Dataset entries
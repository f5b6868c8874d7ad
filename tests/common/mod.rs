#![allow(dead_code)]

//! Shared setup for the integration tests: a tempfile SQLite database with
//! migrations applied, plus seeding and request helpers. Accounts are
//! provisioned directly in the database because the API has no public
//! registration.

use anyhow::{Context, Result};
use axum::body::{self, Body};
use axum::http::{Request, StatusCode};
use axum::Router;
use chrono::Utc;
use serde_json::{json, Value};
use sqlx::sqlite::SqliteConnectOptions;
use sqlx::SqlitePool;
use tempfile::TempDir;
use tower::util::ServiceExt; // for `oneshot`
use uuid::Uuid;

use store_planner::create_app;
use store_planner::utils::hash_password;

pub const PASSWORD: &str = "password123";

pub struct TestApp {
    pub app: Router,
    pub pool: SqlitePool,
    _dir: TempDir,
}

pub async fn spawn_app() -> Result<TestApp> {
    let dir = tempfile::tempdir().context("failed to create tempdir")?;
    let db_path = dir.path().join("test.db");
    let opts = SqliteConnectOptions::new()
        .filename(db_path.as_path())
        .create_if_missing(true);
    let pool = SqlitePool::connect_with(opts).await?;

    let migrator = sqlx::migrate::Migrator::new(
        std::path::Path::new(env!("CARGO_MANIFEST_DIR")).join("migrations"),
    )
    .await?;
    migrator.run(&pool).await?;

    std::env::set_var("JWT_SECRET", "test-secret");
    let app = create_app(pool.clone()).await?;

    Ok(TestApp {
        app,
        pool,
        _dir: dir,
    })
}

pub async fn seed_user(
    pool: &SqlitePool,
    username: &str,
    role: &str,
    store_id: Option<Uuid>,
) -> Result<Uuid> {
    let id = Uuid::new_v4();
    let now = Utc::now();

    sqlx::query(
        "INSERT INTO users (id, username, password_hash, email, first_name, last_name, role, store_id, created_at, updated_at) VALUES (?, ?, ?, ?, ?, ?, ?, ?, ?, ?)",
    )
    .bind(id.to_string())
    .bind(username)
    .bind(hash_password(PASSWORD)?)
    .bind(format!("{}@example.com", username))
    .bind("Test")
    .bind("User")
    .bind(role)
    .bind(store_id.map(|s| s.to_string()))
    .bind(now)
    .bind(now)
    .execute(pool)
    .await?;

    Ok(id)
}

pub async fn seed_store(pool: &SqlitePool, store_number: &str, name: &str) -> Result<Uuid> {
    let id = Uuid::new_v4();
    let now = Utc::now();

    sqlx::query(
        "INSERT INTO stores (id, store_number, name, location, is_active, district_manager_id, created_at, updated_at) VALUES (?, ?, ?, ?, 1, NULL, ?, ?)",
    )
    .bind(id.to_string())
    .bind(store_number)
    .bind(name)
    .bind("Testville")
    .bind(now)
    .bind(now)
    .execute(pool)
    .await?;

    Ok(id)
}

pub async fn assign_stores(pool: &SqlitePool, user_id: Uuid, store_ids: &[Uuid]) -> Result<()> {
    let now = Utc::now();
    for store_id in store_ids {
        sqlx::query(
            "INSERT INTO user_store_assignments (user_id, store_id, created_at) VALUES (?, ?, ?)",
        )
        .bind(user_id.to_string())
        .bind(store_id.to_string())
        .bind(now)
        .execute(pool)
        .await?;
    }

    Ok(())
}

pub async fn seed_analytics(
    pool: &SqlitePool,
    store_id: Uuid,
    month: &str,
    sales_trend: f64,
) -> Result<Uuid> {
    let id = Uuid::new_v4();

    sqlx::query(
        "INSERT INTO store_analytics (id, store_id, month, sales_trend, staff_performance, goal_progress, created_at) VALUES (?, ?, ?, ?, ?, ?, ?)",
    )
    .bind(id.to_string())
    .bind(store_id.to_string())
    .bind(month)
    .bind(sales_trend)
    .bind(0.8)
    .bind(0.6)
    .bind(Utc::now())
    .execute(pool)
    .await?;

    Ok(id)
}

pub async fn login(app: &Router, username: &str) -> Result<String> {
    let (status, value) = request(
        app,
        "POST",
        "/auth/login",
        None,
        Some(json!({ "username": username, "password": PASSWORD })),
    )
    .await?;

    if status != StatusCode::OK {
        anyhow::bail!("login failed for {}: {} - {}", username, status, value);
    }

    value
        .get("token")
        .and_then(Value::as_str)
        .map(str::to_string)
        .context("missing token")
}

/// Run one request against the router and return the status plus the parsed
/// JSON body (`Value::Null` when the body is empty).
pub async fn request(
    app: &Router,
    method: &str,
    uri: &str,
    token: Option<&str>,
    body: Option<Value>,
) -> Result<(StatusCode, Value)> {
    let mut builder = Request::builder().method(method).uri(uri);
    if let Some(token) = token {
        builder = builder.header("authorization", format!("Bearer {}", token));
    }

    let req = match body {
        Some(body) => builder
            .header("content-type", "application/json")
            .body(Body::from(body.to_string()))?,
        None => builder.body(Body::empty())?,
    };

    let resp = app.clone().oneshot(req).await?;
    let status = resp.status();
    let bytes = body::to_bytes(resp.into_body(), 10_485_760).await?;
    let value = if bytes.is_empty() {
        Value::Null
    } else {
        serde_json::from_slice(&bytes)?
    };

    Ok((status, value))
}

Task brief - Within the data above, how many lines include the word "database"? Respond with the number only.

Output of the task - 2